One of the largest retail chains in the Czech Republic, Kaufland, has lost its appeal before the Regional Court in Ostrava in relation to designation of foreign products with Czech flags.
The case started in 2012, when the Czech Agriculture and Food Inspection Authority ("FIA") initiated proceedings against Kaufland because the retail chain was using the small Czech national flags on boards saying "Fresh products from the Czech Republic" in relation to foreign products (mainly fruits and vegetables). Only the containers/pallets contained information about true origin of the products. According to the FIA, Kaufland was not only misleading the customers about origin of the products, moreover, Kaufland was intentionally deceiving customers and trying to take advantage of the current trend whereby Czech customers had a new preference for Czech products. Accordingly, Kaufland was fined CZK 400,000 (approx. € 14,815).
Kaufland appealed to the Regional Court on the basis that the incorrect information on the boards placed under the products was accidental. However, the FIA's decision was upheld and the Court commented that the information boards and flags were visually dominant in comparison to the small labels on the containers and pallets and held that Kaufland's actions could not be considered as pure negligence. The Court also referred to the opinion of the Supreme Administrative Court from 2014 which states that consumers focus their attention on the origin of fruits and vegetables and therefore the information on boards placed right under the products is decisive. If these information boards are incorrect, the consumers are misled and their ability to choose the products according to their preferences is reduced.
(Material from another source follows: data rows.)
//! Storage Module
//!
//! アップロードされたスプレッドシートと、生成した文書の保存先。
//! ファイルシステム実装（`UploadDir`）とメモリ実装（`MemoryStore`）を提供します。

use std::collections::HashMap;
use std::fs::{self, File};
use std::io::{BufWriter, Write};
use std::path::{Path, PathBuf};
use std::sync::{Mutex, MutexGuard};

use serde::Serialize;

use crate::error::GradeDocError;
use crate::security::sanitize_file_component;

/// 一覧に含めるスプレッドシートの拡張子
pub const SOURCE_EXTENSIONS: [&str; 5] = ["xlsx", "xlsm", "xlsb", "xls", "ods"];

/// アップロード済みスプレッドシートの識別子
///
/// 識別子は`{13桁のミリ秒}-{元のファイル名}`で、文字列順がアップロード順になります。
#[derive(Debug, Clone, PartialEq, Eq, PartialOrd, Ord, Hash, Serialize)]
pub struct SourceHandle {
    id: String,
}

impl SourceHandle {
    pub fn new(id: impl Into<String>) -> Self {
        Self { id: id.into() }
    }

    /// 保存名
    pub fn id(&self) -> &str {
        &self.id
    }

    /// タイムスタンプを除いた元のファイル名
    pub fn original_name(&self) -> &str {
        match self.id.split_once('-') {
            Some((stamp, rest)) if stamp.chars().all(|c| c.is_ascii_digit()) => rest,
            _ => &self.id,
        }
    }
}

impl std::fmt::Display for SourceHandle {
    fn fmt(&self, f: &mut std::fmt::Formatter<'_>) -> std::fmt::Result {
        f.write_str(&self.id)
    }
}

/// スプレッドシートの保存先
pub trait SourceStore: Send + Sync {
    /// スプレッドシートを保存し、識別子を返す
    fn upload_source(&self, original_name: &str, bytes: &[u8])
        -> Result<SourceHandle, GradeDocError>;

    /// 保存済みのスプレッドシートをアップロード順に列挙する
    fn list_sources(&self) -> Result<Vec<SourceHandle>, GradeDocError>;

    /// スプレッドシートを読み込む
    fn read_source(&self, handle: &SourceHandle) -> Result<Vec<u8>, GradeDocError>;
}

/// 生成した文書の保存先
pub trait DocumentStore: Send + Sync {
    /// 文書を書き込む。戻った時点で内容は永続化されている
    fn write_document(&self, name: &str, bytes: &[u8]) -> Result<(), GradeDocError>;

    /// 文書を読み込む（存在しない場合は`GradeDocError::DocumentNotFound`）
    fn read_document(&self, name: &str) -> Result<Vec<u8>, GradeDocError>;
}

fn has_source_extension(name: &str) -> bool {
    Path::new(name)
        .extension()
        .and_then(|ext| ext.to_str())
        .is_some_and(|ext| {
            SOURCE_EXTENSIONS
                .iter()
                .any(|allowed| ext.eq_ignore_ascii_case(allowed))
        })
}

fn lock<T>(mutex: &Mutex<T>) -> MutexGuard<'_, T> {
    mutex.lock().unwrap_or_else(|poisoned| poisoned.into_inner())
}

/// 単調増加するミリ秒タイムスタンプ
///
/// 同じミリ秒内に複数回アップロードされても、プレフィックスは必ず増加します。
#[derive(Debug, Default)]
struct StampClock {
    last: Mutex<i64>,
}

impl StampClock {
    fn next(&self) -> i64 {
        let now = chrono::Utc::now().timestamp_millis();
        let mut last = lock(&self.last);
        *last = now.max(*last + 1);
        *last
    }
}

fn source_id(stamp: i64, original_name: &str) -> String {
    format!("{:013}-{}", stamp, sanitize_file_component(original_name))
}

/// ディレクトリ1つにアップロードと生成文書を保存する
#[derive(Debug)]
pub struct UploadDir {
    root: PathBuf,
    clock: StampClock,
}

impl UploadDir {
    /// ディレクトリを指定して作成する（ディレクトリは最初の書き込み時に作られる）
    pub fn new(root: impl Into<PathBuf>) -> Self {
        Self {
            root: root.into(),
            clock: StampClock::default(),
        }
    }

    pub fn root(&self) -> &Path {
        &self.root
    }

    /// 文書のパス（名前は無害化される）
    pub fn document_path(&self, name: &str) -> PathBuf {
        self.root.join(sanitize_file_component(name))
    }

    /// バッファ付きで書き込み、flushとsync_allまで行う
    fn write_durably(&self, path: &Path, bytes: &[u8]) -> Result<(), GradeDocError> {
        fs::create_dir_all(&self.root)?;
        let file = File::create(path)?;
        let mut writer = BufWriter::new(file);
        writer.write_all(bytes)?;
        writer.flush()?;
        writer.get_ref().sync_all()?;
        Ok(())
    }
}

impl SourceStore for UploadDir {
    fn upload_source(
        &self,
        original_name: &str,
        bytes: &[u8],
    ) -> Result<SourceHandle, GradeDocError> {
        let handle = SourceHandle::new(source_id(self.clock.next(), original_name));
        self.write_durably(&self.root.join(handle.id()), bytes)?;
        tracing::info!(source = %handle, bytes = bytes.len(), "source stored");
        Ok(handle)
    }

    fn list_sources(&self) -> Result<Vec<SourceHandle>, GradeDocError> {
        let entries = match fs::read_dir(&self.root) {
            Ok(entries) => entries,
            Err(e) if e.kind() == std::io::ErrorKind::NotFound => return Ok(Vec::new()),
            Err(e) => return Err(e.into()),
        };

        let mut handles = Vec::new();
        for entry in entries {
            let entry = entry?;
            if !entry.file_type()?.is_file() {
                continue;
            }
            let Some(name) = entry.file_name().to_str().map(str::to_string) else {
                continue;
            };
            if has_source_extension(&name) {
                handles.push(SourceHandle::new(name));
            }
        }
        handles.sort();
        Ok(handles)
    }

    fn read_source(&self, handle: &SourceHandle) -> Result<Vec<u8>, GradeDocError> {
        // 識別子はディレクトリ直下のファイル名でなければならない
        let mut components = Path::new(handle.id()).components();
        let is_plain_name = matches!(
            (components.next(), components.next()),
            (Some(std::path::Component::Normal(_)), None)
        );
        if !is_plain_name {
            return Err(GradeDocError::NoSource);
        }

        fs::read(self.root.join(handle.id())).map_err(|e| {
            if e.kind() == std::io::ErrorKind::NotFound {
                GradeDocError::NoSource
            } else {
                e.into()
            }
        })
    }
}

impl DocumentStore for UploadDir {
    fn write_document(&self, name: &str, bytes: &[u8]) -> Result<(), GradeDocError> {
        let path = self.document_path(name);
        self.write_durably(&path, bytes)?;
        tracing::debug!(path = %path.display(), bytes = bytes.len(), "document persisted");
        Ok(())
    }

    fn read_document(&self, name: &str) -> Result<Vec<u8>, GradeDocError> {
        fs::read(self.document_path(name)).map_err(|e| {
            if e.kind() == std::io::ErrorKind::NotFound {
                GradeDocError::DocumentNotFound(name.to_string())
            } else {
                e.into()
            }
        })
    }
}

/// メモリ上の保存先（テスト・組み込み用）
#[derive(Debug, Default)]
pub struct MemoryStore {
    clock: StampClock,
    sources: Mutex<Vec<(SourceHandle, Vec<u8>)>>,
    documents: Mutex<HashMap<String, Vec<u8>>>,
}

impl MemoryStore {
    pub fn new() -> Self {
        Self::default()
    }
}

impl SourceStore for MemoryStore {
    fn upload_source(
        &self,
        original_name: &str,
        bytes: &[u8],
    ) -> Result<SourceHandle, GradeDocError> {
        let handle = SourceHandle::new(source_id(self.clock.next(), original_name));
        lock(&self.sources).push((handle.clone(), bytes.to_vec()));
        Ok(handle)
    }

    fn list_sources(&self) -> Result<Vec<SourceHandle>, GradeDocError> {
        let mut handles: Vec<SourceHandle> = lock(&self.sources)
            .iter()
            .map(|(handle, _)| handle.clone())
            .filter(|handle| has_source_extension(handle.id()))
            .collect();
        handles.sort();
        Ok(handles)
    }

    fn read_source(&self, handle: &SourceHandle) -> Result<Vec<u8>, GradeDocError> {
        lock(&self.sources)
            .iter()
            .find(|(h, _)| h == handle)
            .map(|(_, bytes)| bytes.clone())
            .ok_or(GradeDocError::NoSource)
    }
}

impl DocumentStore for MemoryStore {
    fn write_document(&self, name: &str, bytes: &[u8]) -> Result<(), GradeDocError> {
        lock(&self.documents).insert(sanitize_file_component(name), bytes.to_vec());
        Ok(())
    }

    fn read_document(&self, name: &str) -> Result<Vec<u8>, GradeDocError> {
        lock(&self.documents)
            .get(&sanitize_file_component(name))
            .cloned()
            .ok_or_else(|| GradeDocError::DocumentNotFound(name.to_string()))
    }
}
As the information boards were visually dominant, they attracted the attention of the consumers and gave them the first information about products. The consumers are not obliged to verify the correctness of the information boards or to make any further investigations about origin of products.
Food Act Amendments
In connection with the above case, we would like to mention that the Ministry of Agriculture have proposed an amendment to the Food Act prohibiting the use of misleading logos and titles for products that do not come from the Czech Republic. Any product with a Logo containing the Czech flag and the title "Czech food" or just the wording "Czech food" or "Czech quality" should be used only when the foodstuff is produced in the Czech Republic and it is made from 100% Czech ingredients. This label may also be used if the foodstuff contains at least 75% of ingredients originally from the Czech Republic and the essential part of the production takes place in the Czech Republic. If approved by legislators, the amendment is expected to be in force mid-2016.
This article is part of the 3rd edition of the Food Law Digest 2015.